Le divorce doit être prononcé dans 5 jours (tout semble rouler… ) – une visite (avec les enfants) à la prison montrait au spectateur la réalité crue et dure du désamour….  – Malheureusement le mari vient d’être libéré de prison nettement avant terme – grâce présidentielle…. ! Chahutée entre les besoins (envie) de son mari, privé d’elle pendant des mois, les demandes incessantes de son amant de partir avec lui (il veut l’avoir pour lui tout seul, ne veut pas qu’elle touche son mari….!), la juriste de l’association qui a aidé pour la demande de divorce rajoutant quelques phrases bien culpabilisantes… et hop ! on se trouve dans un film marqué d’une urgence et de tsunamis de pensées contradictoires.
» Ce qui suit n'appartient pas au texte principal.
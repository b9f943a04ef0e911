//! Crew resolution: role templates, soul assignment, per-project crews and
//! importance ordering.
//!
//! On-disk layout:
//!
//! ```text
//! <system_dir>/*.md                   role templates, one per role
//! <system_dir>/<language>/*.md        per-language titles (display only)
//! <project>/agent/crew_members/*.md   materialized members
//! <project>/agent/sub_agents/*.md     legacy members, read only
//! ```

pub mod matcher;
pub mod member;
pub mod project;
pub mod service;
pub mod template;
pub mod title;

pub use member::{CrewMemberSummary, CrewRoster, ProjectCrewMember};
pub use project::{Project, ProjectLocator};
pub use service::CrewService;
pub use template::RoleTemplate;
pub use title::{CrewTitleMetadata, ImportanceOrder, KnownRole, TitleCatalog};
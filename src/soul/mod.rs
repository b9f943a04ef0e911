//! Souls: reusable personality/voice profiles assignable to crew members.
//!
//! A soul is independent of any role. Crew resolution only needs the flat
//! list exposed by [`SoulProvider`]; [`SoulService`] is the file-backed
//! implementation used by the CLI.

pub mod service;
pub mod types;

pub use service::{SoulProvider, SoulService};
pub use types::SoulProfile;
//! Errors raised by crew resolution and the `filmeto-crew` binary.
//!
//! Resolution itself is forgiving: a missing template directory, malformed
//! frontmatter or an unreadable member file is logged and skipped. The
//! variants below are the failures that abort a call. Each maps to a stable
//! `E<nnn>` code and a process exit code so scripts can tell them apart.

use std::fmt;
use std::io;
use std::path::PathBuf;

use thiserror::Error;

pub type Result<T> = std::result::Result<T, Error>;

/// Broad failure class; decides the process exit code.
#[derive(Debug, Clone, Copy, PartialEq, Eq)]
pub enum ErrorCategory {
    Config,
    Filesystem,
    Crew,
}

impl ErrorCategory {
    pub fn exit_code(self) -> i32 {
        match self {
            ErrorCategory::Config => 10,
            ErrorCategory::Filesystem => 20,
            ErrorCategory::Crew => 30,
        }
    }
}

/// Stable numeric code, printed as `E<nnn>`.
#[derive(Debug, Clone, Copy, PartialEq, Eq)]
#[repr(u16)]
pub enum ErrorCode {
    ConfigMissing = 100,
    ConfigSyntax = 101,
    ConfigInvalid = 102,

    ReadFailed = 200,
    WriteFailed = 201,
    PermissionDenied = 202,
    PathMissing = 203,

    MemberNotFound = 300,
    SoulNotFound = 301,
    MetadataSerialize = 302,
    UnknownCrewTitle = 304,
}

impl ErrorCode {
    pub fn category(self) -> ErrorCategory {
        match self as u16 {
            100..=199 => ErrorCategory::Config,
            200..=299 => ErrorCategory::Filesystem,
            _ => ErrorCategory::Crew,
        }
    }
}

impl fmt::Display for ErrorCode {
    fn fmt(&self, f: &mut fmt::Formatter<'_>) -> fmt::Result {
        write!(f, "E{}", *self as u16)
    }
}

#[derive(Error, Debug)]
pub enum Error {
    #[error("Configuration file not found: {path}")]
    ConfigNotFound { path: PathBuf },

    #[error("Failed to parse configuration: {message}")]
    ConfigParse {
        message: String,
        #[source]
        source: Option<toml::de::Error>,
    },

    /// A config value failed validation; `field` is the dotted key
    #[error("Invalid configuration: {message}")]
    ConfigValidation { message: String, field: Option<String> },

    /// Setup failure outside the config file (logging, config init)
    #[error("Configuration error: {0}")]
    Config(String),

    #[error("Cannot read {path}")]
    IoRead {
        path: PathBuf,
        #[source]
        source: io::Error,
    },

    #[error("Cannot write {path}")]
    IoWrite {
        path: PathBuf,
        #[source]
        source: io::Error,
    },

    #[error(transparent)]
    Io(#[from] io::Error),

    #[error("Cannot render configuration: {0}")]
    Toml(#[from] toml::ser::Error),

    #[error("Cannot render JSON output: {0}")]
    Json(#[from] serde_json::Error),

    #[error("Crew member '{name}' not found in project {project}")]
    MemberNotFound { name: String, project: String },

    #[error("Soul not found: {name}")]
    SoulNotFound { name: String },

    /// Frontmatter metadata could not be rendered back to YAML
    #[error("Cannot render frontmatter for {path}")]
    MetadataSerialize {
        path: PathBuf,
        #[source]
        source: serde_yaml::Error,
    },

    #[error("Unknown crew title: {title}")]
    UnknownCrewTitle { title: String },
}

impl Error {
    pub fn config_not_found(path: impl Into<PathBuf>) -> Self {
        Error::ConfigNotFound { path: path.into() }
    }

    pub fn config_parse(message: impl Into<String>, source: Option<toml::de::Error>) -> Self {
        Error::ConfigParse {
            message: message.into(),
            source,
        }
    }

    pub fn config_field_invalid(field: impl Into<String>, message: impl Into<String>) -> Self {
        Error::ConfigValidation {
            message: message.into(),
            field: Some(field.into()),
        }
    }

    pub fn io_read(path: impl Into<PathBuf>, source: io::Error) -> Self {
        Error::IoRead {
            path: path.into(),
            source,
        }
    }

    pub fn io_write(path: impl Into<PathBuf>, source: io::Error) -> Self {
        Error::IoWrite {
            path: path.into(),
            source,
        }
    }

    pub fn code(&self) -> ErrorCode {
        match self {
            Error::ConfigNotFound { .. } => ErrorCode::ConfigMissing,
            Error::ConfigParse { .. } | Error::Toml(_) => ErrorCode::ConfigSyntax,
            Error::ConfigValidation { .. } | Error::Config(_) => ErrorCode::ConfigInvalid,
            Error::IoRead { source, .. } => io_code(source, ErrorCode::ReadFailed),
            Error::IoWrite { source, .. } => io_code(source, ErrorCode::WriteFailed),
            Error::Io(source) => io_code(source, ErrorCode::ReadFailed),
            Error::MemberNotFound { .. } => ErrorCode::MemberNotFound,
            Error::SoulNotFound { .. } => ErrorCode::SoulNotFound,
            Error::MetadataSerialize { .. } | Error::Json(_) => ErrorCode::MetadataSerialize,
            Error::UnknownCrewTitle { .. } => ErrorCode::UnknownCrewTitle,
        }
    }

    pub fn exit_code(&self) -> i32 {
        self.code().category().exit_code()
    }

    /// Next step to suggest to the user, if there is an obvious one.
    pub fn hint(&self) -> Option<&'static str> {
        let hint = match self {
            Error::ConfigNotFound { .. } => "Create one with 'filmeto-crew config init'.",
            Error::ConfigParse { .. } => "Fix the TOML syntax; 'filmeto-crew config show' prints the effective settings.",
            Error::ConfigValidation { .. } => "Fix the value in the configuration file or the FILMETO_* variable overriding it.",
            Error::IoWrite { .. } => "Check that the project directory is writable.",
            Error::MemberNotFound { .. } => "Run 'filmeto-crew list <PROJECT>' to see the crew.",
            Error::SoulNotFound { .. } => "Run 'filmeto-crew souls' to see the available souls.",
            Error::UnknownCrewTitle { .. } => "Run 'filmeto-crew titles' to see the known crew titles.",
            _ => return None,
        };
        Some(hint)
    }

    /// `Error [E301]: ...` in red, followed by the hint, for stderr.
    pub fn format_for_terminal(&self) -> String {
        let mut out = format!("\x1b[31mError [{}]\x1b[0m: {}\n", self.code(), self);

        let mut cause = std::error::Error::source(self);
        while let Some(inner) = cause {
            out.push_str(&format!("  caused by: {inner}\n"));
            cause = std::error::Error::source(inner);
        }

        if let Some(hint) = self.hint() {
            out.push_str(&format!("\x1b[33mHint\x1b[0m: {hint}\n"));
        }
        out
    }
}

fn io_code(source: &io::Error, fallback: ErrorCode) -> ErrorCode {
    match source.kind() {
        io::ErrorKind::PermissionDenied => ErrorCode::PermissionDenied,
        io::ErrorKind::NotFound => ErrorCode::PathMissing,
        _ => fallback,
    }
}

#[cfg(test)]
mod tests {
    use super::*;

    #[test]
    fn test_code_display() {
        assert_eq!(ErrorCode::ConfigMissing.to_string(), "E100");
        assert_eq!(ErrorCode::MemberNotFound.to_string(), "E300");
        assert_eq!(ErrorCode::UnknownCrewTitle.to_string(), "E304");
    }

    #[test]
    fn test_exit_codes_by_category() {
        assert_eq!(Error::config_not_found("/x.toml").exit_code(), 10);
        assert_eq!(Error::Config("logging".into()).exit_code(), 10);
        assert_eq!(
            Error::io_write("/p", io::Error::new(io::ErrorKind::Other, "full")).exit_code(),
            20
        );
        assert_eq!(Error::SoulNotFound { name: "x".into() }.exit_code(), 30);
    }

    #[test]
    fn test_io_kind_refines_code() {
        let denied = Error::io_write("/ro/crew.md", io::Error::new(io::ErrorKind::PermissionDenied, "denied"));
        assert_eq!(denied.code(), ErrorCode::PermissionDenied);

        let missing: Error = io::Error::new(io::ErrorKind::NotFound, "missing").into();
        assert_eq!(missing.code(), ErrorCode::PathMissing);

        let other = Error::io_read("/x", io::Error::new(io::ErrorKind::InvalidData, "utf8"));
        assert_eq!(other.code(), ErrorCode::ReadFailed);
    }

    #[test]
    fn test_member_not_found_message() {
        let err = Error::MemberNotFound {
            name: "director".to_string(),
            project: "/tmp/demo".to_string(),
        };
        assert_eq!(err.to_string(), "Crew member 'director' not found in project /tmp/demo");
        assert!(err.hint().is_some());
    }

    #[test]
    fn test_terminal_output_includes_cause_and_hint() {
        let err = Error::io_write("/p/agent", io::Error::new(io::ErrorKind::Other, "disk full"));
        let out = err.format_for_terminal();
        assert!(out.contains("E201"));
        assert!(out.contains("Cannot write /p/agent"));
        assert!(out.contains("caused by: disk full"));
        assert!(out.contains("Hint"));

        let out = Error::Toml(serde::ser::Error::custom("bad")).format_for_terminal();
        assert!(!out.contains("Hint"));
    }
}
J’ai pensé à un moment que finalement elle doit choisir entre la peste et la choléra…… ne trouvant aucun des deux hommes suffisamment « forts » pour cette femme de caractère)… et on n’a encore rien vu.

Les mensonges, les « vengeances » (petites et grandes) de la part des hommes, les petites scénettes dépeignant la corruption, insérées par ci-par là, une longue et forte scène d’interrogatoire (musclée et biaisée), font que le spectateur ne roule pas sur une autoroute moralisatrice ou accusatrice toute tracée, mais qu’il se trouve même dans une sorte de thriller (sociale) quelque part entre les frères Dardennes et Xavier Legrand (« Jusqu’à la garde« ), avec un zeste iranien (« Une séparation« )  et/ou aussi un accent de Lafosse (« Economie du couple »)….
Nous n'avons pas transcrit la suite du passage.